As described above, a NAND type memory cell has been developed in order to reduce the memory cell area. However, since there is a bit line contact, a select transistor, etc., the cell area is sufficiently reduced. There is a problem that it cannot be reduced. Furthermore, NOR type, NAN
There is also a problem in that the number of steps including mask alignment increases because a step of separating the floating gate for each memory cell is required for both the D type. The present invention eliminates the above drawbacks,
An object of the present invention is to provide a method for manufacturing a non-volatile semiconductor memory device which realizes a high density memory cell by a simple manufacturing process.

[0006]

In order to achieve the above object, in the present invention, as a first means, a first semiconductor substrate is used.
A step of forming a plurality of semiconductor prisms adjacent to each other by laminating conductive layers in the order of a first conductivity type, a second conductivity type, and a first conductivity type on a conductivity type semiconductor region; Forming a separate first conductive film on the side wall of the conductive type conductive layer region via the first insulating film; and forming a second conductive film on the side wall via the second insulating film. , A step of connecting the second conductive film between a plurality of adjacent semiconductor prisms, a step of embedding a planarization insulating film between the semiconductor prisms, and a step of connecting the first conductive type conductive layer above the semiconductor prisms. A method for manufacturing a non-volatile semiconductor memory device, comprising the step of forming a wiring layer.

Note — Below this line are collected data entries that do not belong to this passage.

//! Core types for the scrapewatch dashboard

use chrono::{DateTime, Utc};
use serde::{Deserialize, Serialize};
use std::collections::BTreeMap;
use std::fmt;

/// Unique identifier for a job (locally minted or remote-assigned)
pub type JobId = String;

/// Fixed id of the synthetic queue-pressure record surfaced by the reconciler
pub const QUEUE_MONITOR_JOB_ID: &str = "redis_queue_monitor";

// ============================================================================
// Job lifecycle
// ============================================================================

/// Job lifecycle status.
///
/// The first six states form the registry's state machine. The remainder
/// only appear on queue- or remote-sourced records, whose vocabularies we
/// do not control; an unrecognized remote status parses as `Unknown`.
#[derive(Debug, Clone, Copy, PartialEq, Eq, Serialize, Deserialize)]
#[serde(rename_all = "snake_case")]
pub enum JobStatus {
    Waiting,
    Running,
    Completed,
    CompletedWithErrors,
    Failed,
    Cancelled,
    // Remote / queue vocabularies
    Active,
    Processing,
    Scraping,
    Delayed,
    Stuck,
    Unknown,
}

impl JobStatus {
    /// Terminal states reject every further transition.
    pub fn is_terminal(&self) -> bool {
        matches!(
            self,
            Self::Completed | Self::CompletedWithErrors | Self::Failed | Self::Cancelled
        )
    }

    /// States shown in the "active" partition of the job list.
    pub fn is_active(&self) -> bool {
        matches!(
            self,
            Self::Waiting | Self::Running | Self::Active | Self::Processing | Self::Scraping
        )
    }

    /// Parse a status string from a remote payload, falling back to Unknown.
    pub fn parse_lenient(s: &str) -> Self {
        match s {
            "waiting" | "queued" => Self::Waiting,
            "running" => Self::Running,
            "completed" => Self::Completed,
            "completed_with_errors" => Self::CompletedWithErrors,
            "failed" => Self::Failed,
            "cancelled" => Self::Cancelled,
            "active" => Self::Active,
            "processing" => Self::Processing,
            "scraping" => Self::Scraping,
            "delayed" => Self::Delayed,
            "stuck" => Self::Stuck,
            _ => Self::Unknown,
        }
    }

    pub fn as_str(&self) -> &'static str {
        match self {
            Self::Waiting => "waiting",
            Self::Running => "running",
            Self::Completed => "completed",
            Self::CompletedWithErrors => "completed_with_errors",
            Self::Failed => "failed",
            Self::Cancelled => "cancelled",
            Self::Active => "active",
            Self::Processing => "processing",
            Self::Scraping => "scraping",
            Self::Delayed => "delayed",
            Self::Stuck => "stuck",
            Self::Unknown => "unknown",
        }
    }
}

impl fmt::Display for JobStatus {
    fn fmt(&self, f: &mut fmt::Formatter<'_>) -> fmt::Result {
        f.write_str(self.as_str())
    }
}

/// Kind of work a job performs
#[derive(Debug, Clone, Copy, PartialEq, Eq, Serialize, Deserialize)]
#[serde(rename_all = "snake_case")]
pub enum JobType {
    Scrape,
    Crawl,
    /// Synthetic aggregate record representing queue backlog
    QueueSummary,
    Unknown,
}

impl JobType {
    pub fn as_str(&self) -> &'static str {
        match self {
            Self::Scrape => "scrape",
            Self::Crawl => "crawl",
            Self::QueueSummary => "queue_summary",
            Self::Unknown => "unknown",
        }
    }
}

/// Which source of truth produced a record.
///
/// Reconciliation precedence is Registry > Queue > Remote.
#[derive(Debug, Clone, Copy, PartialEq, Eq, Serialize, Deserialize)]
#[serde(rename_all = "snake_case")]
pub enum JobSource {
    Registry,
    Queue,
    Remote,
}

/// One recorded per-unit failure. Append-only during processing.
#[derive(Debug, Clone, PartialEq, Serialize, Deserialize)]
pub struct JobError {
    /// URL the failure relates to, when known
    pub url: Option<String>,
    pub message: String,
    pub timestamp: DateTime<Utc>,
}

impl JobError {
    pub fn new(url: impl Into<Option<String>>, message: impl Into<String>) -> Self {
        Self {
            url: url.into(),
            message: message.into(),
            timestamp: Utc::now(),
        }
    }
}

/// Canonical unit of work tracking, populated from any of the three sources.
#[derive(Debug, Clone, Serialize, Deserialize)]
pub struct JobRecord {
    pub job_id: JobId,
    pub status: JobStatus,
    pub job_type: JobType,
    pub source: JobSource,
    pub created_at: Option<DateTime<Utc>>,
    pub started_at: Option<DateTime<Utc>>,
    pub completed_at: Option<DateTime<Utc>>,
    pub cancelled_at: Option<DateTime<Utc>>,
    /// Worker progress heartbeat, bumped at every unit boundary
    pub last_activity: Option<DateTime<Utc>>,
    pub total_urls: u64,
    pub completed_urls: u64,
    pub failed_urls: u64,
    /// URL currently in flight, for progress display
    pub current_url: Option<String>,
    /// The job's input URLs (registry jobs only)
    #[serde(default)]
    pub urls: Vec<String>,
    #[serde(default)]
    pub errors: Vec<JobError>,
    /// Source-specific extra fields, passed through uninterpreted
    #[serde(default)]
    pub metadata: serde_json::Map<String, serde_json::Value>,
}

impl JobRecord {
    /// Minimal record with everything optional unset.
    pub fn new(job_id: impl Into<JobId>, source: JobSource) -> Self {
        Self {
            job_id: job_id.into(),
            status: JobStatus::Unknown,
            job_type: JobType::Unknown,
            source,
            created_at: None,
            started_at: None,
            completed_at: None,
            cancelled_at: None,
            last_activity: None,
            total_urls: 0,
            completed_urls: 0,
            failed_urls: 0,
            current_url: None,
            urls: Vec::new(),
            errors: Vec::new(),
            metadata: serde_json::Map::new(),
        }
    }
}

// ============================================================================
// Queue store types
// ============================================================================

/// Per-queue counts by lifecycle bucket.
///
/// Completed/failed lists can be unbounded, so they are reported but never
/// counted (always zero).
#[derive(Debug, Clone, Default, PartialEq, Eq, Serialize, Deserialize)]
pub struct QueueCounts {
    pub active: u64,
    pub waiting: u64,
    pub delayed: u64,
    pub completed: u64,
    pub failed: u64,
}

impl QueueCounts {
    pub fn total(&self) -> u64 {
        self.active + self.waiting + self.delayed
    }
}

/// Snapshot of the queue store's bucketed state.
#[derive(Debug, Clone, Default, Serialize, Deserialize)]
pub struct QueueStatus {
    pub connected: bool,
    /// BTreeMap so serialized output has a stable queue order
    pub queues: BTreeMap<String, QueueCounts>,
    pub total_jobs: u64,
    /// Total number of matching keys observed, for operator context
    pub redis_keys: u64,
    #[serde(skip_serializing_if = "Option::is_none")]
    pub error: Option<String>,
}

impl QueueStatus {
    /// Degraded snapshot used whenever the store is unreachable.
    pub fn disconnected(error: impl Into<String>) -> Self {
        Self {
            connected: false,
            error: Some(error.into()),
            ..Default::default()
        }
    }
}

/// Metadata stored under `crawl:{uuid}` plus the most recent completion
/// observed in the job's ordered completion set.
#[derive(Debug, Clone, Default, Serialize, Deserialize)]
pub struct CrawlMeta {
    #[serde(rename = "originUrl")]
    pub origin_url: Option<String>,
    /// Creation time in epoch milliseconds, as the store records it
    #[serde(rename = "createdAt")]
    pub created_at_ms: Option<i64>,
    #[serde(skip_serializing_if = "Option::is_none")]
    pub last_completed_url: Option<String>,
    #[serde(skip_serializing_if = "Option::is_none")]
    pub last_completed_at_ms: Option<i64>,
}

// ============================================================================
// Health probe types
// ============================================================================

/// Outcome category of a health probe
#[derive(Debug, Clone, Copy, PartialEq, Eq, Serialize, Deserialize)]
#[serde(rename_all = "snake_case")]
pub enum HealthStatus {
    Healthy,
    Unhealthy,
    Timeout,
    Error,
}

/// Result of a single health probe against the remote service.
#[derive(Debug, Clone, Serialize, Deserialize)]
pub struct HealthResult {
    pub status: HealthStatus,
    pub status_code: u16,
    pub response_time_ms: f64,
    pub timestamp: DateTime<Utc>,
    pub message: String,
}

impl HealthResult {
    /// Generic probe failure, reported as a server-side error on the wire.
    pub fn error(message: impl Into<String>) -> Self {
        Self {
            status: HealthStatus::Error,
            status_code: 500,
            response_time_ms: 0.0,
            timestamp: Utc::now(),
            message: message.into(),
        }
    }
}

/// Combined liveness + capability verdict from the full health check.
#[derive(Debug, Clone, Serialize, Deserialize)]
pub struct FullHealthReport {
    /// "healthy" iff both probes pass, otherwise "degraded"
    pub overall_status: String,
    pub health_endpoint: HealthResult,
    /// Synthetic scrape against a known-good public page
    pub scrape_endpoint: HealthResult,
    pub timestamp: DateTime<Utc>,
}

// ============================================================================
// Derived metrics
// ============================================================================

/// Per-job derived metrics, recomputed on every read.
#[derive(Debug, Clone, Default, PartialEq, Serialize, Deserialize)]
pub struct JobMetrics {
    #[serde(skip_serializing_if = "Option::is_none")]
    pub elapsed_seconds: Option<f64>,
    pub throughput_per_minute: f64,
    #[serde(skip_serializing_if = "Option::is_none")]
    pub estimated_completion: Option<DateTime<Utc>>,
    pub progress_percentage: f64,
    pub success_rate: f64,
}

/// Aggregate counts and rates across registry jobs.
#[derive(Debug, Clone, Default, PartialEq, Serialize, Deserialize)]
pub struct AggregateMetrics {
    pub total_jobs: u64,
    pub active_jobs: u64,
    pub completed_jobs: u64,
    pub failed_jobs: u64,
    pub success_rate: f64,
}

As a second means, a step of forming an insulating film for element isolation on a semiconductor region of the first conductivity type of a semiconductor substrate and forming openings adjacent to each other and reaching the semiconductor region, and (a) semiconductor A step of forming a plurality of semiconductor prisms adjacent to each other by laminating conductive layers in the order of a first conductivity type, a second conductivity type, and a first conductivity type that are directly or indirectly connected to a region, and (b) Forming independent first conductive films on the sidewalls of the second conductive type conductive layer region of the semiconductor prism through the first insulating film; and (c) forming a plurality of first conductive films on the sidewalls of the first conductive films. A step of forming a second conductive film via the second insulating film and connecting the second conductive film between a plurality of adjacent semiconductor prisms; and (d) embedding a planarizing insulating film between the semiconductor prisms. And (a), (b),
A step of forming a wiring layer connected to the first conductive type conductive layer of the uppermost semiconductor prism, after repeating the steps (c) and (d) a plurality of times in sequence. A method for manufacturing a semiconductor memory device is provided.

[0008]

When the first means provided by the present invention is used, the first conductive film formed on the side wall of the semiconductor prism is used as a floating gate, and the second conductive film formed around the floating gate is controlled. Acts as a gate. Since the floating gate is formed on the side wall of the semiconductor prism, the step of cutting off the floating gate for each cell by mask alignment is not necessary, and can be so-called self-aligned. Further, the gap between the semiconductor prisms is narrowed due to the film thickness of the floating gate. Therefore, when the second conductive film is formed on the sidewall of the floating gate via the second insulating film, the adjacent semiconductor prisms are exposed to each other. The two conductive films are connected. As a result, the word line-shaped control gates connected between the semiconductor prisms adjacent to each other can be naturally formed, so to speak, self-aligned. Therefore, it is possible to provide a method of manufacturing a nonvolatile semiconductor memory device in which both the floating gate and the control gate are formed by self-alignment by a simple manufacturing process.

The nonvolatile semiconductor memory cell formed by using the manufacturing method of the present invention is of a vertical type, and since the lower part of the prism acts as a source electrode and the upper part acts as a drain electrode, the region occupied as a bit line contact is formed. , It can overlap with the channel region of the memory cell in a plane. Therefore, one more than a NAND memory cell
A memory cell having a small occupied area per bit can be provided.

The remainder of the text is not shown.